While the diplomats remain unidentified, the Russian Embassy reported that two had been embassy workers and one a trade representative.
This was the first time since the collapse of the U.S.S.R. that a former Soviet republic or Warsaw Pact nation has expelled Russian diplomats on charges of espionage.
Amid the trickle of information related to the deportations that has reached the public, onlookers have been forced to fill in the gaps with speculation as to the timing, motives and implications of the bold move by Lithuania's security services.
While officials have not openly admitted it, many experts speculate that the expulsions were timed to coincide before NATO accession, planned for April 2.
The Baltic Times has learned that the Vilnius embassies of certain NATO countries, some of which fear that new members such as Lithuania might become a weak link in the pact's military intelligence circle, were aware of the deportations before they were publicized in the media.
"There's no doubt this was related to NATO," said Lauras Bielinis, an expert in post-Soviet relations at Vilnius University's Institute of International Relations and Political Science.
Indeed, NATO membership, even despite its inevitability, has been at the center of events in recent days. (See story on Page 2.) On March 1, the Russian special envoy to NATO was quoted as saying that the alliance should be aware that Russia would view "any footprint, regardless of size" in the Baltic states "very negatively." Russia also protested the operation of a NATO AWACS surveillance aircraft in Latvian and Lithuanian airspace last week.
"Russia has never hidden the fact that it opposes the Baltic states joining NATO or that it has 'special interests' here. In order to show NATO that it will be a safe member, Lithuania must prove that it will not be an easy outlet for Russia to gain secure intelligence from NATO," said Bielinis.
As for the immediate and future consequences of the deportations, the Russian Embassy announced that it "reserves the right" to take countermeasures, the most likely of which would be the expulsion of three Lithuanian diplomats from Moscow.
Yet the full implication of the affair may not be limited to the closed world of diplomatic protocol.
"One can't ignore the role of public opinion in international affairs," said Natalija Kasatkina, a specialist in post-soviet relations at Vytautas Magnus University.

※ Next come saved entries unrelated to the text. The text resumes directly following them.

pub mod dto;
pub mod error;
pub mod handlers;
pub mod router;
mod file_handlers;
mod health_handlers;
mod project_handlers;

pub use file_handlers::{delete_file, download_file, list_files, upload_file};
pub use health_handlers::health_check;
pub use project_handlers::{list_project_files, upload_project};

Pointing to the role of negative public sentiment among ethnic Russians against Latvia over that country's education reforms, Kasatkina believes the deportations could be used as a tool by the almost uniformly state-controlled Russian media against Lithuania in the future.
"Look at the use of the term 'unfriendly'-politics in Russia are extremely nationalistic, and this incident could be used to convince nationalistic people that Lithuania is being aggressive. It can be used as another bargaining chip against Lithuanian interests related to Russia," she said.
Bielinis said she believes that the initial lack of information from officials regarding the deportations is further evidence of Lithuania's desire to limit potential fallout.
"The fact is that this was completely unexpected. The silence is a sign that the security apparatus is working effectively and keeping the event under a low profile," he said.
As The Baltic Times went to press, Russian officials had not announced any retaliatory measures against Lithuania or its diplomats.